Sé que solo podemos habitar el presente, que únicamente en él reside la realidad, con sus gozos y sus sombras. Pero los caminos del presente están cubiertos por la hojarasca del pasado. Nuestra mente es narrativa, y eso nos convierte en criaturas de la memoria. Así que lo pretérito también tiene sus leyes del deseo. Hay olvidos malos que nos desmantelan, que nos roban lo amado, que nos dejan traslúcidos al vaciarnos de nuestras nostalgias. Deseamos regocijarnos aún con el hogar de la infancia, con nuestro primer beso, con los milagros de nuestro hijo, con las huidizas estampas de un sueño feliz, con los paseos al lado del amigo que perdimos. “Dulce es el recuerdo del amigo muerto”, escribe Epicuro. Dulce el don de traer al presente, aunque sea con la imaginación, la dulzura que ya se desvaneció. Se discutirá, con razón, que recordar lo bueno tiene siempre el sabor amargo de la pérdida: “Pues acordarse del bien redobla el dolor”, escribe Montaigne citando a Ludovico Dolce. Sin embargo, eso solo nos sucede si nos resistimos a la pérdida, si nos centramos más en el lamento o la rabia por la fugacidad de la dicha que en la gratitud por haber tenido la oportunidad de disfrutarla.

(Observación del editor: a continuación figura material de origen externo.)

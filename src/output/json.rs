//! JSON output formatter.
//!
//! Produces a pretty-printed JSON document with a batch summary and one
//! entry per command.

use crate::evaluate::CommandReport;

#[derive(serde::Serialize)]
struct JsonOutput<'a> {
    generated_at: String,
    total: usize,
    passed: usize,
    failed: usize,
    commands: &'a [CommandReport],
}

/// Formats a batch of [`CommandReport`]s as pretty-printed JSON.
///
/// # Panics
///
/// Panics if the reports cannot be serialized (should not happen with valid
/// data).
pub fn format(reports: &[CommandReport]) -> String {
    let (passed, failed) = reports.iter().fold((0, 0), |(p, f), r| {
        if r.passed() {
            (p + 1, f)
        } else {
            (p, f + 1)
        }
    });

    let output = JsonOutput {
        generated_at: chrono::Utc::now().to_rfc3339(),
        total: reports.len(),
        passed,
        failed,
        commands: reports,
    };

    serde_json::to_string_pretty(&output).expect("JSON serialization failed")
}
//! Output-category rules: output-type declarations.
//!
//! | ID | Severity | What it checks |
//! |----|----------|----------------|
//! | `output/output-type-declared` | Required | An output type (or `PassThru`) is declared |
//! | `output/output-type-resolves` | Required | Declared output types resolve and are not primitive |

use crate::descriptor::{is_boolean_type, is_primitive_type, is_resolvable_type, CommandDescriptor};
use crate::rule::{Category, Rule, RuleContext, RuleOutcome, Severity};

fn output_type_declared(d: &CommandDescriptor, _ctx: &RuleContext) -> RuleOutcome {
    if !d.output_types.is_empty() {
        return RuleOutcome::passed();
    }
    // A PassThru parameter stands in for a fixed output type: the command
    // emits whatever it was given.
    if d.parameter("PassThru").is_some() {
        RuleOutcome::passed()
    } else {
        RuleOutcome::failed()
    }
}

fn output_type_resolves(d: &CommandDescriptor, _ctx: &RuleContext) -> RuleOutcome {
    if d.output_types.is_empty() {
        return RuleOutcome::skipped("no output types declared");
    }
    // Boolean is exempt from the primitive check: Test commands are required
    // to declare it.
    let offending: Vec<String> = d
        .output_types
        .iter()
        .filter(|t| {
            !is_resolvable_type(t) || (is_primitive_type(t) && !is_boolean_type(t))
        })
        .cloned()
        .collect();
    RuleOutcome::fail_if_any(offending)
}

/// Output-category catalogue entries.
pub fn rules() -> Vec<Rule> {
    vec![
        Rule {
            id: "output/output-type-declared",
            category: Category::Output,
            severity: Severity::Required,
            rationale: "An output type must be declared because downstream commands bind to it by property name",
            predicate: output_type_declared,
        },
        Rule {
            id: "output/output-type-resolves",
            category: Category::Output,
            severity: Severity::Required,
            rationale: "Declared output types must resolve to real non-primitive types because a bare scalar carries no bindable properties",
            predicate: output_type_resolves,
        },
    ]
}
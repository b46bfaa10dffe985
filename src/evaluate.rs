//! Rule evaluation and batch driving.
//!
//! [`evaluate`] runs the severity-filtered catalogue against one descriptor
//! and collects outcomes in catalogue order. [`run_batch`] fans the
//! resolve-evaluate-aggregate pipeline out over a sequence of command names
//! via [rayon]; the registries and options are shared read-only, so command
//! evaluations never observe one another.

use crate::aggregate::{self, AggregatedReport};
use crate::config::ConfigError;
use crate::descriptor::CommandDescriptor;
use crate::resolve::CommandResolver;
use crate::rule::{Category, RuleContext, RuleOutcome, Severity};
use crate::rules;
use rayon::prelude::*;
use std::panic::{catch_unwind, AssertUnwindSafe};

/// One evaluated catalogue entry: the rule's metadata plus its outcome.
#[derive(Debug, Clone, serde::Serialize)]
pub struct EvaluatedRule {
    pub id: &'static str,
    pub category: Category,
    pub severity: Severity,
    pub rationale: &'static str,
    pub outcome: RuleOutcome,
}

/// Per-command evaluation result, outcomes in catalogue order.
#[derive(Debug, Clone, serde::Serialize)]
pub struct EvaluationResult {
    pub command_name: String,
    pub outcomes: Vec<EvaluatedRule>,
}

impl EvaluationResult {
    /// Count passed, failed, and skipped outcomes in a single pass.
    ///
    /// Returns `(passed, failed, skipped)`. Skips never count toward either
    /// of the other totals.
    pub fn counts(&self) -> (usize, usize, usize) {
        self.outcomes
            .iter()
            .fold((0, 0, 0), |(p, f, s), r| match r.outcome {
                RuleOutcome::Passed => (p + 1, f, s),
                RuleOutcome::Failed { .. } => (p, f + 1, s),
                RuleOutcome::Skipped { .. } => (p, f, s + 1),
            })
    }

    pub fn failed_count(&self) -> usize {
        self.counts().1
    }

    /// The failing entries, in catalogue order.
    pub fn failures(&self) -> impl Iterator<Item = &EvaluatedRule> {
        self.outcomes.iter().filter(|r| r.outcome.is_failed())
    }
}

/// Evaluates every catalogue rule admitted by the context's severity filter
/// against `descriptor`.
///
/// Evaluation is deterministic: identical descriptor, registries, and
/// options yield identical outcomes. A predicate that cannot complete
/// resolves to [`RuleOutcome::Skipped`]; it never terminates the run.
pub fn evaluate(descriptor: &CommandDescriptor, ctx: &RuleContext) -> EvaluationResult {
    let outcomes = rules::catalogue()
        .into_iter()
        .filter(|rule| ctx.options.severity_filter.includes(rule.severity))
        .map(|rule| {
            let outcome = catch_unwind(AssertUnwindSafe(|| rule.evaluate(descriptor, ctx)))
                .unwrap_or_else(|_| RuleOutcome::skipped("rule predicate could not complete"));
            EvaluatedRule {
                id: rule.id,
                category: rule.category,
                severity: rule.severity,
                rationale: rule.rationale,
                outcome,
            }
        })
        .collect();

    EvaluationResult {
        command_name: descriptor.name.clone(),
        outcomes,
    }
}

/// Outcome of one batch entry: an aggregated report, or the resolution
/// error for that command alone.
#[derive(Debug, serde::Serialize)]
#[serde(tag = "kind", rename_all = "lowercase")]
pub enum CommandReport {
    Evaluated(AggregatedReport),
    Unresolved { name: String, error: String },
}

impl CommandReport {
    /// Returns `true` when this entry evaluated and found no failures.
    /// Unresolved entries count as not passed.
    pub fn passed(&self) -> bool {
        match self {
            CommandReport::Evaluated(report) => report.passed(),
            CommandReport::Unresolved { .. } => false,
        }
    }
}

/// Runs the full pipeline for each name in `names`, in input order.
///
/// Command evaluations run in parallel and are independent; a name that
/// fails to resolve yields an [`CommandReport::Unresolved`] entry without
/// aborting the batch.
///
/// # Errors
///
/// [`ConfigError`] when the context's options fail validation. Rejected
/// before any command is evaluated.
pub fn run_batch(
    names: &[String],
    resolver: &dyn CommandResolver,
    ctx: &RuleContext,
) -> Result<Vec<CommandReport>, ConfigError> {
    ctx.options.clone().validated()?;

    Ok(names
        .par_iter()
        .map(|name| match resolver.resolve(name) {
            Ok(descriptor) => {
                let result = evaluate(&descriptor, ctx);
                CommandReport::Evaluated(aggregate::aggregate(&result, ctx.options.mode))
            }
            Err(e) => CommandReport::Unresolved {
                name: name.clone(),
                error: e.to_string(),
            },
        })
        .collect())
}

Pero también hay olvidos benévolos, que no harán mejor nuestro pasado ¿acaso hay manera de cambiarlo?, pero sí más fresco el relato que nos contamos sobre él. Eso ya es algo, puesto que lo que queremos es ser felices, lo que buscamos es la alegría. Alguien me infligió mucho daño: no voy a colaborar con él reavivando sus brasas. Fui yo el que perjudicó: también merezco mi perdón. Se agotan las fuerzas de la juventud: mejor que me acostumbre, porque he de perderlo todo. Ayer me equivoqué: tomo, si puedo, lo que eso me enseña y luego lo dejo ir. Hoy he hecho el ridículo: ¿cómo no va a hacerlo a menudo un tipo como yo?
Tenemos que estar a favor del dulce olvido. Tenemos que ponernos de su parte y dejarlo tranquilo con su trabajo silencioso, que nos erosiona para limpiarnos, como la lluvia. Schwaitzer tiene razón: hay que olvidar mucho. Hay que desaprender lo que aprendimos mal, para darnos la oportunidad de aprender bien. Hay que deshacerse del dolor que no nos deja vivir, atravesando el duelo de admitir lo inevitable. Dejemos de revolver en el basurero del pasado, y, si hemos de evocar algo, que sea solo lo que esté de parte de la alegría.